Il m’adressa un sourire crispé et me flanqua un coup de boule sur le haut du front et je ne savais pas si c’était un geste impulsif à la fin d’une très longue soirée quand on est embrumé par la boisson et enroué à force de paroles et de fumée, une chose qui met officiellement fin à une soirée, ou quelque chose d’un peu plus délibéré.
Je repoussai ses bras et lui rendis son coup de boule, je posai les mains sur ses épaules et lui rendis son coup et il me regarda avec intérêt puis le refit.
Ça faisait mal bien sûr, ça déclenchait un lancinement, c’était une chose monosyllabique, un coup, un choc assené qui envoyait une douleur électrique à l’arrière du crâne et dans le cou et les épaules.
Et c’était de tout près, l’œil tendu, un espace de combat sans recul pour manœuvrer ou affiner, une certaine dose de feinte rancœur emplissant le champ visuel, un regard noir mauvais, un regard la paupière lourde, une sorte de truc envapé de tueur, paupière lourde et butée.
J’étais plus grand que Sims, mais pas aussi solide ni volumineux et je n’avais jamais utilisé ma tête comme un instrument de siège médiéval.
Je lui lançai un coup de boule juste au-dessus du nez, assené vers le bas, et ça le saisit, je m’en rendis bien compte, le coup envoya un message sonner à travers son crâne.
Il me secoua pour de bon. Il me frappa si fort que j’en fus projeté à reculons et chancelant presque, brusquement délivré de son emprise sur mes épaules, et le type arriva avec la voiture et resta à regarder.

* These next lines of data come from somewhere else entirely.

//! Integration test for error injection inside compiled extensions.
//!
//! The process-wide injection table can be installed once, so this suite
//! lives in its own test binary.

mod common;

use cload_common::Role;
use cload_loader::{Runtime, Value};
use cload_toolchain::{injection, InjectionTable};
use common::{loader, project, toolchain_available};

const EACCES: i32 = 13;

#[test]
fn injected_syscall_failure_reaches_test_role_only() {
    if !toolchain_available() {
        return;
    }
    let table = InjectionTable::new().with("open_devnull", "open", EACCES);
    assert!(injection::install(Role::Optimized, table.clone()).is_err());
    injection::install(Role::Test, table).unwrap();

    let dir = project(&["syscalls.c"]);
    let test = loader(dir.path(), Role::Test);
    assert!(test.install(Runtime::global()));
    let module = Runtime::global().import("syscalls").unwrap();
    assert_eq!(module.call("open_devnull").unwrap(), Value::Int(-i64::from(EACCES)));

    // Outside the test role the wrapper is a plain call.
    let optimized = loader(dir.path(), Role::Optimized);
    let module = optimized
        .load(&optimized.resolve("syscalls").unwrap())
        .unwrap();
    assert_eq!(module.call("open_devnull").unwrap(), Value::Int(0));
}
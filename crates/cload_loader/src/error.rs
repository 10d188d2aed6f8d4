//! Error types raised to importers.
//!
//! Every toolchain failure surfaces as [`ImportError::Tool`], whose source is
//! a [`ToolError`] carrying the phase, the exit status, and a reference to
//! the full transcript on disk. The transcript text itself is never part of
//! the message.

use std::fmt;
use std::path::PathBuf;

use cload_cache::{CacheError, TranscriptRef};
use cload_config::ConfigError;
use cload_toolchain::{InjectionError, InvokeError, Phase, ProbeError};

/// A compile or link step that did not succeed.
#[derive(Debug, Clone, PartialEq, Eq)]
pub struct ToolError {
    /// Module path of the unit.
    pub module: String,
    /// The failing phase.
    pub phase: Phase,
    /// Exit code of the tool, when it exited normally.
    pub exit_code: Option<i32>,
    /// The tool was killed after the timeout.
    pub timed_out: bool,
    /// The tool was killed because the build was cancelled.
    pub cancelled: bool,
    /// Where the full transcript of the attempt is stored.
    pub transcript: TranscriptRef,
}

impl fmt::Display for ToolError {
    fn fmt(&self, f: &mut fmt::Formatter<'_>) -> fmt::Result {
        write!(f, "{} of '{}' failed (", self.phase, self.module)?;
        if self.timed_out {
            f.write_str("timed out")?;
        } else if self.cancelled {
            f.write_str("cancelled")?;
        } else {
            match self.exit_code {
                Some(code) => write!(f, "exit status {code}")?,
                None => f.write_str("no exit status")?,
            }
        }
        write!(f, "); see {}", self.transcript)
    }
}

impl std::error::Error for ToolError {}

/// Errors raised while importing a module.
#[derive(Debug, thiserror::Error)]
pub enum ImportError {
    /// No installed finder claimed the module.
    #[error("no module named '{0}'")]
    NotFound(String),

    /// The module is already being initialized by the importing thread.
    #[error("circular import of '{0}'")]
    Circular(String),

    /// The toolchain failed to build the module.
    #[error("failed to build extension module '{module}'")]
    Tool {
        /// Module path of the unit.
        module: String,
        /// The failing step.
        #[source]
        source: ToolError,
    },

    /// No usable toolchain exists and no cached artifact can stand in.
    #[error("cannot build extension module '{module}'")]
    Environment {
        /// Module path of the unit.
        module: String,
        /// Why probing failed.
        #[source]
        source: ProbeError,
    },

    /// Configuration or sidecar error.
    #[error(transparent)]
    Config(#[from] ConfigError),

    /// Error injection was configured outside the test role.
    #[error(transparent)]
    Injection(#[from] InjectionError),

    /// The cache directory of the module could not be used.
    #[error("cache error for '{module}'")]
    Cache {
        /// Module path of the unit.
        module: String,
        /// The underlying cache error.
        #[source]
        source: CacheError,
    },

    /// The build workspace could not be prepared.
    #[error("cannot prepare build of '{module}'")]
    Workspace {
        /// Module path of the unit.
        module: String,
        /// The underlying error.
        #[source]
        source: InvokeError,
    },

    /// The artifact could not be loaded by the dynamic loader.
    #[error("cannot load {path} for '{module}'")]
    Load {
        /// Module path of the unit.
        module: String,
        /// The artifact path.
        path: PathBuf,
        /// The dynamic loader's error.
        #[source]
        source: libloading::Error,
    },

    /// The artifact loaded but its module descriptor is unusable.
    #[error("invalid extension module '{module}': {reason}")]
    Init {
        /// Module path of the unit.
        module: String,
        /// What is wrong with the descriptor.
        reason: String,
    },
}

impl ImportError {
    /// The toolchain failure behind this error, if any.
    pub fn tool_error(&self) -> Option<&ToolError> {
        match self {
            ImportError::Tool { source, .. } => Some(source),
            _ => None,
        }
    }
}

/// Errors raised when calling a module function.
#[derive(Debug, Clone, PartialEq, Eq, thiserror::Error)]
pub enum CallError {
    /// The module exports no function with that name.
    #[error("module '{module}' has no function '{function}'")]
    NoSuchFunction {
        /// The module.
        module: String,
        /// The requested function.
        function: String,
    },

    /// The function returned a value the host cannot represent.
    #[error("'{module}.{function}' returned an invalid value: {reason}")]
    BadValue {
        /// The module.
        module: String,
        /// The function.
        function: String,
        /// What is wrong with the value.
        reason: String,
    },
}
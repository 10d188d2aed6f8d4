//! The native module ABI declared by `cload.h`, and loading of artifacts.
//!
//! An artifact exports one init symbol, `cload_init_<basename>`, returning a
//! pointer to a static module descriptor: ABI version, qualified name,
//! documentation, and a method table of zero-argument functions returning a
//! tagged value. Artifacts built in the test role also export
//! `cload_set_injector`, through which the process-wide injection table is
//! made visible to their `CLOAD_SYSCALL` wrappers.

use std::ffi::{c_char, c_int, c_void, CStr};
use std::path::Path;
use std::sync::Arc;

use cload_common::{Role, UnitIdentity};
use cload_toolchain::injection::injection_trampoline;
use libloading::Library;

use crate::error::ImportError;
use crate::module::{Function, Module, Value};

/// Version of the descriptor layout this loader understands.
pub const ABI_VERSION: u32 = 1;

/// Symbol exported by test-role artifacts to receive the injector.
pub const SET_INJECTOR_SYMBOL: &str = "cload_set_injector";

const TAG_NONE: i32 = 0;
const TAG_BOOL: i32 = 1;
const TAG_INT: i32 = 2;
const TAG_FLOAT: i32 = 3;
const TAG_STR: i32 = 4;

#[repr(C)]
#[derive(Clone, Copy)]
pub(crate) union RawPayload {
    i: i64,
    f: f64,
    s: *const c_char,
}

#[repr(C)]
#[derive(Clone, Copy)]
pub(crate) struct RawValue {
    tag: i32,
    payload: RawPayload,
}

pub(crate) type RawFn = unsafe extern "C" fn() -> RawValue;

#[repr(C)]
struct RawMethod {
    name: *const c_char,
    func: Option<RawFn>,
    doc: *const c_char,
}

#[repr(C)]
struct RawModule {
    abi_version: u32,
    qname: *const c_char,
    doc: *const c_char,
    methods: *const RawMethod,
    count: usize,
}

type InitFn = unsafe extern "C" fn() -> *const RawModule;
type Injector = unsafe extern "C" fn(*const c_char, *const c_char) -> c_int;
type SetInjectorFn = unsafe extern "C" fn(Option<Injector>);

/// Copies a NUL-terminated string; `None` for null.
///
/// # Safety
///
/// `ptr` must be null or point to a NUL-terminated string.
unsafe fn opt_string(ptr: *const c_char) -> Option<String> {
    if ptr.is_null() {
        None
    } else {
        Some(CStr::from_ptr(ptr).to_string_lossy().into_owned())
    }
}

/// # Safety
///
/// String payloads must point to NUL-terminated static storage.
unsafe fn value_from_raw(raw: RawValue) -> Result<Value, String> {
    match raw.tag {
        TAG_NONE => Ok(Value::None),
        TAG_BOOL => Ok(Value::Bool(raw.payload.i != 0)),
        TAG_INT => Ok(Value::Int(raw.payload.i)),
        TAG_FLOAT => Ok(Value::Float(raw.payload.f)),
        TAG_STR => opt_string(raw.payload.s)
            .map(Value::Str)
            .ok_or_else(|| "null string".to_string()),
        tag => Err(format!("unknown value tag {tag}")),
    }
}

/// Calls a method table entry of a loaded module.
pub(crate) fn call(entry: RawFn) -> Result<Value, String> {
    // SAFETY: entries only come from descriptors validated by `open`, whose
    // library is kept alive by the owning module.
    unsafe { value_from_raw(entry()) }
}

pub(crate) fn has_symbol(library: &Library, symbol: &str) -> bool {
    // SAFETY: the symbol is looked up only; it is never called or read.
    unsafe { library.get::<*const c_void>(symbol.as_bytes()) }.is_ok()
}

/// Loads the artifact at `path` as the module of `identity`.
pub(crate) fn open(path: &Path, identity: &UnitIdentity, role: Role) -> Result<Module, ImportError> {
    let module = identity.module_path.clone();
    let invalid = |reason: String| ImportError::Init {
        module: module.clone(),
        reason,
    };

    // SAFETY: loading runs the artifact's initializers; the artifact was
    // built by this loader from the unit being imported.
    let library = unsafe { Library::new(path) }.map_err(|source| ImportError::Load {
        module: module.clone(),
        path: path.to_path_buf(),
        source,
    })?;

    let symbol = identity.init_symbol();
    // SAFETY: `cload.h` declares the init symbol with the `InitFn` signature.
    let init = unsafe { library.get::<InitFn>(symbol.as_bytes()).map(|s| *s) }
        .map_err(|e| invalid(format!("missing init symbol {symbol}: {e}")))?;
    // SAFETY: as above; the function takes no arguments and has no
    // preconditions.
    let descriptor = unsafe { init() };
    if descriptor.is_null() {
        return Err(invalid(format!("{symbol} returned no descriptor")));
    }
    // SAFETY: a non-null descriptor points to static data of the library.
    let descriptor = unsafe { &*descriptor };
    if descriptor.abi_version != ABI_VERSION {
        return Err(invalid(format!(
            "ABI version {} (expected {ABI_VERSION})",
            descriptor.abi_version
        )));
    }
    // SAFETY: descriptor strings are static NUL-terminated literals.
    let qname = unsafe { opt_string(descriptor.qname) };
    if qname.as_deref() != Some(module.as_str()) {
        return Err(invalid(format!("descriptor names module {qname:?}")));
    }
    // SAFETY: as above.
    let doc = unsafe { opt_string(descriptor.doc) };

    if descriptor.count > 0 && descriptor.methods.is_null() {
        return Err(invalid("method table is missing".to_string()));
    }
    let mut functions = Vec::with_capacity(descriptor.count);
    for i in 0..descriptor.count {
        // SAFETY: `methods` points to `count` static entries.
        let method = unsafe { &*descriptor.methods.add(i) };
        // SAFETY: method names and docs are static literals.
        let (name, doc) = unsafe { (opt_string(method.name), opt_string(method.doc)) };
        let name = name.ok_or_else(|| invalid(format!("method {i} has no name")))?;
        let entry = method
            .func
            .ok_or_else(|| invalid(format!("method '{name}' has no function")))?;
        functions.push(Function::new(name, doc, entry));
    }

    if role.is_test() {
        install_injector(&library, &module);
    }

    log::debug!(
        "loaded {module} from {} ({} functions)",
        path.display(),
        functions.len()
    );
    Ok(Module::native(
        module,
        path.to_path_buf(),
        doc,
        functions,
        Arc::new(library),
    ))
}

fn install_injector(library: &Library, module: &str) {
    // SAFETY: `cload.h` declares the setter with the `SetInjectorFn`
    // signature in the test role.
    let setter = unsafe { library.get::<SetInjectorFn>(SET_INJECTOR_SYMBOL.as_bytes()).map(|s| *s) };
    match setter {
        Ok(set) => {
            // SAFETY: the trampoline matches the injector signature and only
            // reads the process-wide table, which is immutable once set.
            unsafe { set(Some(injection_trampoline)) };
        }
        Err(_) => log::debug!("{module} exports no {SET_INJECTOR_SYMBOL}"),
    }
}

La douleur était électrique et compacte, réduisant tout à une sorte d’engourdissement, et faisant paraître petit et embrumé le monde au-delà de mon crâne.
C’est ça que nous faisions, nous réduisions le champ de notre observation, écartant tout sauf les coups de boule et les regards furieux et la douleur.
Lorsqu’il me frappa à nouveau je décalai ma tête, juste un centimètre en arrière, pour tenter d’atténuer un peu le coup, et il releva le menton en me foudroyant du regard.
La douleur n’est qu’une autre forme d’information.
Nous nous sommes frappés la tête encore une fois, une fois chacun, et le type restait là avec les clés de la voiture, à regarder.
Dans ma chambre d’hôtel, je regardai dans le miroir au-dessus du lavabo. Je m’appuyai des deux mains au mur et me penchai contre le miroir et je vis des contusions et des hématomes, des ecchymoses profondes, et une zébrure de sang séché avec une coloration vineuse tout autour. J’utilisai de l’eau froide pour nettoyer les plaies puis j’allai me coucher. Mais je fus pris de tournis dès que ma tête toucha l’oreiller et je dus rester une heure assis dans un fauteuil avant que la sensation soit passée.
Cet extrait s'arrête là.